## EXERCISE DATA
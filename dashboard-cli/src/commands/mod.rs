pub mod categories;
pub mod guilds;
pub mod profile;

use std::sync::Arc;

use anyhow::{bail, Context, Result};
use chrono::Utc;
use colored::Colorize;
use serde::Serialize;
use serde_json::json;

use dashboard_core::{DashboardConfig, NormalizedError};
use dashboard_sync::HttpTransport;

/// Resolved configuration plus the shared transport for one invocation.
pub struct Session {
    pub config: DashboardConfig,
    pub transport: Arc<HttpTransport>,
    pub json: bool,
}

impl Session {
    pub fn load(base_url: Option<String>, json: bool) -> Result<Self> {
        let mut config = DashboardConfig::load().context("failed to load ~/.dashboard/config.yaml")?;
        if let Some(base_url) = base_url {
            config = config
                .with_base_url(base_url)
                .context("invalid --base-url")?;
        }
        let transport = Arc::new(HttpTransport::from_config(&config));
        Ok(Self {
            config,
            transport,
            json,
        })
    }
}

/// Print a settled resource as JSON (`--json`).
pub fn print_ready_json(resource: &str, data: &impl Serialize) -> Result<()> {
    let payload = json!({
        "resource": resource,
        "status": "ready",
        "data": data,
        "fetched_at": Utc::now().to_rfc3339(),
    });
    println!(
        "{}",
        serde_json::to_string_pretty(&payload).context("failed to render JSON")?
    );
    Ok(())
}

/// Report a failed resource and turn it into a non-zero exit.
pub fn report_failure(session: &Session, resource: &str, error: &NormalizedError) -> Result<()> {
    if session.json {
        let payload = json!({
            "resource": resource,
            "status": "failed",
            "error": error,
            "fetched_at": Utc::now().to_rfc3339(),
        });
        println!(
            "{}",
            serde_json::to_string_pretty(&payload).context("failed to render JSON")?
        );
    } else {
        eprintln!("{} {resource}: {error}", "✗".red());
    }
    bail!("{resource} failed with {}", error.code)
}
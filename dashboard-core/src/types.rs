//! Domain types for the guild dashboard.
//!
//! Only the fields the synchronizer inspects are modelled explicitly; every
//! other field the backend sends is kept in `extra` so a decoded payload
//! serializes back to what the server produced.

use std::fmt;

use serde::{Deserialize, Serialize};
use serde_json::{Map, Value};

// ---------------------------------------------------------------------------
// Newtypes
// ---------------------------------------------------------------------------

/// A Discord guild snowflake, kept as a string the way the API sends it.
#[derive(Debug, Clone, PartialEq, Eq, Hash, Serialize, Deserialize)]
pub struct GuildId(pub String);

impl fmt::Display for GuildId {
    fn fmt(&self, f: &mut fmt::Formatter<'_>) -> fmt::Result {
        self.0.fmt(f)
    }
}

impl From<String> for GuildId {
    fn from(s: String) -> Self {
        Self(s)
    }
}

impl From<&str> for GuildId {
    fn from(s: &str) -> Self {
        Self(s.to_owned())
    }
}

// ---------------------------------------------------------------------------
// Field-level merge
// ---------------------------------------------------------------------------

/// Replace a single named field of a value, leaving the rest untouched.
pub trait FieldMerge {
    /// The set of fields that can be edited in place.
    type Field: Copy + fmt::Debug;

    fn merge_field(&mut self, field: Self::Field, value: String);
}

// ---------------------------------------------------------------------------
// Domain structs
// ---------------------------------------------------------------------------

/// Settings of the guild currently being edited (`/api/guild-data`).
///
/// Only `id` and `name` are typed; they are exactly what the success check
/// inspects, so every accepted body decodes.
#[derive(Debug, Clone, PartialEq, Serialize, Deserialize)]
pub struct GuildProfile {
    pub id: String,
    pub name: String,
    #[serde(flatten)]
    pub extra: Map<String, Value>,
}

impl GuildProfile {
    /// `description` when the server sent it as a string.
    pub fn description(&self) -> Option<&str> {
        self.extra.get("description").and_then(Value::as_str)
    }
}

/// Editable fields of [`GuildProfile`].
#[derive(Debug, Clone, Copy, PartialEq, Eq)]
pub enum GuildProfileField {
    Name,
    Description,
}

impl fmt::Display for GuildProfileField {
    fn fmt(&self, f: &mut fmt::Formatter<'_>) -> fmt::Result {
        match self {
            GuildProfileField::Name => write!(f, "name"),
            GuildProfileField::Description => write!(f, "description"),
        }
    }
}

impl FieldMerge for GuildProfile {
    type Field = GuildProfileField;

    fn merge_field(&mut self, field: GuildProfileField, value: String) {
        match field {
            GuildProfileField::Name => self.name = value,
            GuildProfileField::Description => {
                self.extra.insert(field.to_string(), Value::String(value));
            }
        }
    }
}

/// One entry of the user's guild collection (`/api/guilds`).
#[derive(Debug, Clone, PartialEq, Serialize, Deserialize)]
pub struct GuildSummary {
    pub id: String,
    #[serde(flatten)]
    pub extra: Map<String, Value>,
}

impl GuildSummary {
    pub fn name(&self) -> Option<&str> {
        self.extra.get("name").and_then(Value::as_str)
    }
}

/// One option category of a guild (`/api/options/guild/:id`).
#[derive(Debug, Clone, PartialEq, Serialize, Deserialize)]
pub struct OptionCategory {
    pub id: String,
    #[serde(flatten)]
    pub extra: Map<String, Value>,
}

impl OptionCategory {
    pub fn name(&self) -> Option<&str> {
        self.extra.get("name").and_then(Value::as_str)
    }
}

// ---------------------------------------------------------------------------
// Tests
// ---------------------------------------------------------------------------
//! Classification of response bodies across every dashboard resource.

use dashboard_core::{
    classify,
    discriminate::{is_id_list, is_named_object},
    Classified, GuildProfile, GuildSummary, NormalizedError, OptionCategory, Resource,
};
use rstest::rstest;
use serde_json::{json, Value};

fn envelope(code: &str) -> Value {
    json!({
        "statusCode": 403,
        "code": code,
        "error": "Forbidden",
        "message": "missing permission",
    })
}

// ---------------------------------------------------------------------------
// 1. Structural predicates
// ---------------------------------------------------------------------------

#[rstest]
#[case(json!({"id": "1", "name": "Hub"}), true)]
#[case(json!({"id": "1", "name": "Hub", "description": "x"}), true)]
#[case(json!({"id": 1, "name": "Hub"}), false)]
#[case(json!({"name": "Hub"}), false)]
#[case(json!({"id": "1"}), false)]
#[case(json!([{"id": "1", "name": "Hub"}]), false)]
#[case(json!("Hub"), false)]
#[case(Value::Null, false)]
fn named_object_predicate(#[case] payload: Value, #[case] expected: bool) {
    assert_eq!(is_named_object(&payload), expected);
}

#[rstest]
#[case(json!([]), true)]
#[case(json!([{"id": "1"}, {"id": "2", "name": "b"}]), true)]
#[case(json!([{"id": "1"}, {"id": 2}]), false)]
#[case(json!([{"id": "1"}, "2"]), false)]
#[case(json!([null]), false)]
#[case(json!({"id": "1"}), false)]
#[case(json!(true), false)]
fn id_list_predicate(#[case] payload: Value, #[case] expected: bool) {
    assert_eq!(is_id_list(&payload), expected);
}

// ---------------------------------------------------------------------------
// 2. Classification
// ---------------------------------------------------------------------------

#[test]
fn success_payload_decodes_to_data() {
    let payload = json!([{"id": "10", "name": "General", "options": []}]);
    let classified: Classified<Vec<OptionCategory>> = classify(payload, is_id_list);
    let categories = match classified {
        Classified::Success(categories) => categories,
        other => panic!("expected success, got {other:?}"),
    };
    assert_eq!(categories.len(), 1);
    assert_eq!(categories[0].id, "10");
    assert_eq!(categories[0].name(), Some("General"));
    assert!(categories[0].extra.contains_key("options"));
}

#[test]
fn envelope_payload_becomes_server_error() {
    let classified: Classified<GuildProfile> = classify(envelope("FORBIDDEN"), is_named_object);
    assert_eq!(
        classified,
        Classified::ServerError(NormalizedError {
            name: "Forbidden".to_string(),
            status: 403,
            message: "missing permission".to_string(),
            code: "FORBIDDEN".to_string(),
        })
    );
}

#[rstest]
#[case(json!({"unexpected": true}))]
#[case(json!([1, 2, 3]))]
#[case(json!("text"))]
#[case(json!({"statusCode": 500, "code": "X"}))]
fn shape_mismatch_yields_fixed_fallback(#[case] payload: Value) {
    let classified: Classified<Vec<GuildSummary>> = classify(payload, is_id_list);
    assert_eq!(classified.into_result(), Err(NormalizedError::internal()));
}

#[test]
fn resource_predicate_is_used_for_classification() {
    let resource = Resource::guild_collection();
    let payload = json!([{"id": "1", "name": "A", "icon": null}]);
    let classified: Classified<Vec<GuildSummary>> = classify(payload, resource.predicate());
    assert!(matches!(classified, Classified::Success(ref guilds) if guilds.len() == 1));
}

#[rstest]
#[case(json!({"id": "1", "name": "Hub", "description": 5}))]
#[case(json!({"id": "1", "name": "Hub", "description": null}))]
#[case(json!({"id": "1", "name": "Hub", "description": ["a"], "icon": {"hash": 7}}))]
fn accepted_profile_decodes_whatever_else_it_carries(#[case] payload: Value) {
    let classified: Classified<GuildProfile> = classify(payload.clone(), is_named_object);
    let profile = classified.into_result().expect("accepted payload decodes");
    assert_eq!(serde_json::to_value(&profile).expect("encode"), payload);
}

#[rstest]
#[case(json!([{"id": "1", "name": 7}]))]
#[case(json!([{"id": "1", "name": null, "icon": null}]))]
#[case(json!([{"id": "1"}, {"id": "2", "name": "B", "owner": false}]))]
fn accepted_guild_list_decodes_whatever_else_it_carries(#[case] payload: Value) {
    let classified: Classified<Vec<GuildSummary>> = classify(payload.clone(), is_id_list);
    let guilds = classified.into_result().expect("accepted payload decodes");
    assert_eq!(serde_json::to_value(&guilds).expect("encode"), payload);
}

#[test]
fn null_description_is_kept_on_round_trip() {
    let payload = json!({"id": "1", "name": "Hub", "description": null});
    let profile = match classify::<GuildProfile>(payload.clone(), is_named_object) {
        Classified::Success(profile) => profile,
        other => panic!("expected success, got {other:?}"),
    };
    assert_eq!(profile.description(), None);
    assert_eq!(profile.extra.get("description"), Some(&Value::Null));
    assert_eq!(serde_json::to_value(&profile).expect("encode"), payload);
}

## AIM OF THE EXERCISE
From the material above, set down exactly the lines between the line holding "for one invocation." and the line holding "let mut config", inclusive. Include nothing else.

## ANSWER BELOW
/// Resolved configuration plus the shared transport for one invocation.
pub struct Session {
    pub config: DashboardConfig,
    pub transport: Arc<HttpTransport>,
    pub json: bool,
}

impl Session {
    pub fn load(base_url: Option<String>, json: bool) -> Result<Self> {
        let mut config = DashboardConfig::load().context("failed to load ~/.dashboard/config.yaml")?;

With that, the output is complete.